Problem description:
Extract from the entries below, exactly as given, only the lines from the line containing "self.asset_ids().len() != self.holdings.len()" to the line containing "Wait for exclusive", both lines included.

● ● ● ● ●

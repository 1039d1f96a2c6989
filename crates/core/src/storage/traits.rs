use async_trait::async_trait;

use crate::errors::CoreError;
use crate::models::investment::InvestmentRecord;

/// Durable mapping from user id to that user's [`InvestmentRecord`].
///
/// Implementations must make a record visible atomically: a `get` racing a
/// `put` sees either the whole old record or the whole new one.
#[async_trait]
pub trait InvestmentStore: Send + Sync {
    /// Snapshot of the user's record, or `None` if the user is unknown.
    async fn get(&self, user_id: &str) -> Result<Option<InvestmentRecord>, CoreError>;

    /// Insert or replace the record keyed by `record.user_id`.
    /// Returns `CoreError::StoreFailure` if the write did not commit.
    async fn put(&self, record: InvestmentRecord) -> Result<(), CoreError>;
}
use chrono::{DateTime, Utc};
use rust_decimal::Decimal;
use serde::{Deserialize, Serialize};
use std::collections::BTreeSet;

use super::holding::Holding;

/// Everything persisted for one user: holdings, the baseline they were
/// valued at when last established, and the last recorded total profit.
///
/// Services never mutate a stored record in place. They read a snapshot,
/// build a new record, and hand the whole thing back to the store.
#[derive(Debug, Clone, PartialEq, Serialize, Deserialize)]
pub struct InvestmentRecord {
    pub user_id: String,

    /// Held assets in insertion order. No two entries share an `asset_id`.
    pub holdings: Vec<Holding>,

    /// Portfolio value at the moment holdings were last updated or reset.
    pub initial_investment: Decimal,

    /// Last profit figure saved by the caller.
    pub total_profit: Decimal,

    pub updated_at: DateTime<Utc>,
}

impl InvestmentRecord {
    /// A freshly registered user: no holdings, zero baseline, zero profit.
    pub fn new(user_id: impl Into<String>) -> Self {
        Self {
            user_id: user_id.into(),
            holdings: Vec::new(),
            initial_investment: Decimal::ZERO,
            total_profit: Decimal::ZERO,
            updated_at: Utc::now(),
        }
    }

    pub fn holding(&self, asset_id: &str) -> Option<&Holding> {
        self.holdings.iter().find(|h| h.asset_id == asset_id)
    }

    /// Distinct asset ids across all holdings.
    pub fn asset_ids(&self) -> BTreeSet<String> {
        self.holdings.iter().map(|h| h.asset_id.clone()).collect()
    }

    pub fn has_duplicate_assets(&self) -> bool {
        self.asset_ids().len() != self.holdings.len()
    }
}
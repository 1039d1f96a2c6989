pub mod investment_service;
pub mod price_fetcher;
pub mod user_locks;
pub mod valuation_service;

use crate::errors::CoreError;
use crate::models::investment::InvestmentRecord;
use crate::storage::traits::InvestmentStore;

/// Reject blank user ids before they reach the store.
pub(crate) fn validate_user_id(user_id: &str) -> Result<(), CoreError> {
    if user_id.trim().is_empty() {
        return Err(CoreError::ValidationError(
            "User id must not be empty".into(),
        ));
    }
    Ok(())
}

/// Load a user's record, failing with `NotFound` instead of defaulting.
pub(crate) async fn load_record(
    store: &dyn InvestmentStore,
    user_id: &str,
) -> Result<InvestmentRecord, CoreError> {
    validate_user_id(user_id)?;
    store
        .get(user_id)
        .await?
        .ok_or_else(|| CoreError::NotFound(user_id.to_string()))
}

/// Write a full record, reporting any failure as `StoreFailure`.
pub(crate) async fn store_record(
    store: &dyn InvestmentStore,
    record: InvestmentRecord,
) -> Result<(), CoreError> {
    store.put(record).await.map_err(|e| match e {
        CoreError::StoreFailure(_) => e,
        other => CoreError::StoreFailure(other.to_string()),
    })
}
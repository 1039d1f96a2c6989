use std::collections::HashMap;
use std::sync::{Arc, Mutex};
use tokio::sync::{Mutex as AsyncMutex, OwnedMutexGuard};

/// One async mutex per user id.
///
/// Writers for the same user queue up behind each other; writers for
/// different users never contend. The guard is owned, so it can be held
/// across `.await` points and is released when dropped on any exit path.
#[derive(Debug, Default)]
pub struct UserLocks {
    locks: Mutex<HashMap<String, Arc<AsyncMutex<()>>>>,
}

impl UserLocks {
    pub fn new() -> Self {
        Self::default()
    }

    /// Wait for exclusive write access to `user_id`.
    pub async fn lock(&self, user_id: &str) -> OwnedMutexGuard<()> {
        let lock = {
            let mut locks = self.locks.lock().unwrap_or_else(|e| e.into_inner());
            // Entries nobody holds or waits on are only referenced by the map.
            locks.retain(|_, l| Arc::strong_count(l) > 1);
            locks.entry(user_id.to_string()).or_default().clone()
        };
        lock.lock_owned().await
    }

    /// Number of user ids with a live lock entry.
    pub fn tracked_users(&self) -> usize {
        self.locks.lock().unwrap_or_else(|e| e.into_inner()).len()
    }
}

● ● ● ● ●

Final answer:
        self.asset_ids().len() != self.holdings.len()
    }
}
repository 1039d1f96a2c6989
pub mod investment_service;
pub mod price_fetcher;
pub mod user_locks;
pub mod valuation_service;

use crate::errors::CoreError;
use crate::models::investment::InvestmentRecord;
use crate::storage::traits::InvestmentStore;

/// Reject blank user ids before they reach the store.
pub(crate) fn validate_user_id(user_id: &str) -> Result<(), CoreError> {
    if user_id.trim().is_empty() {
        return Err(CoreError::ValidationError(
            "User id must not be empty".into(),
        ));
    }
    Ok(())
}

/// Load a user's record, failing with `NotFound` instead of defaulting.
pub(crate) async fn load_record(
    store: &dyn InvestmentStore,
    user_id: &str,
) -> Result<InvestmentRecord, CoreError> {
    validate_user_id(user_id)?;
    store
        .get(user_id)
        .await?
        .ok_or_else(|| CoreError::NotFound(user_id.to_string()))
}

/// Write a full record, reporting any failure as `StoreFailure`.
pub(crate) async fn store_record(
    store: &dyn InvestmentStore,
    record: InvestmentRecord,
) -> Result<(), CoreError> {
    store.put(record).await.map_err(|e| match e {
        CoreError::StoreFailure(_) => e,
        other => CoreError::StoreFailure(other.to_string()),
    })
}
repository 1039d1f96a2c6989
use std::collections::HashMap;
use std::sync::{Arc, Mutex};
use tokio::sync::{Mutex as AsyncMutex, OwnedMutexGuard};

/// One async mutex per user id.
///
/// Writers for the same user queue up behind each other; writers for
/// different users never contend. The guard is owned, so it can be held
/// across `.await` points and is released when dropped on any exit path.
#[derive(Debug, Default)]
pub struct UserLocks {
    locks: Mutex<HashMap<String, Arc<AsyncMutex<()>>>>,
}

impl UserLocks {
    pub fn new() -> Self {
        Self::default()
    }

    /// Wait for exclusive write access to `user_id`.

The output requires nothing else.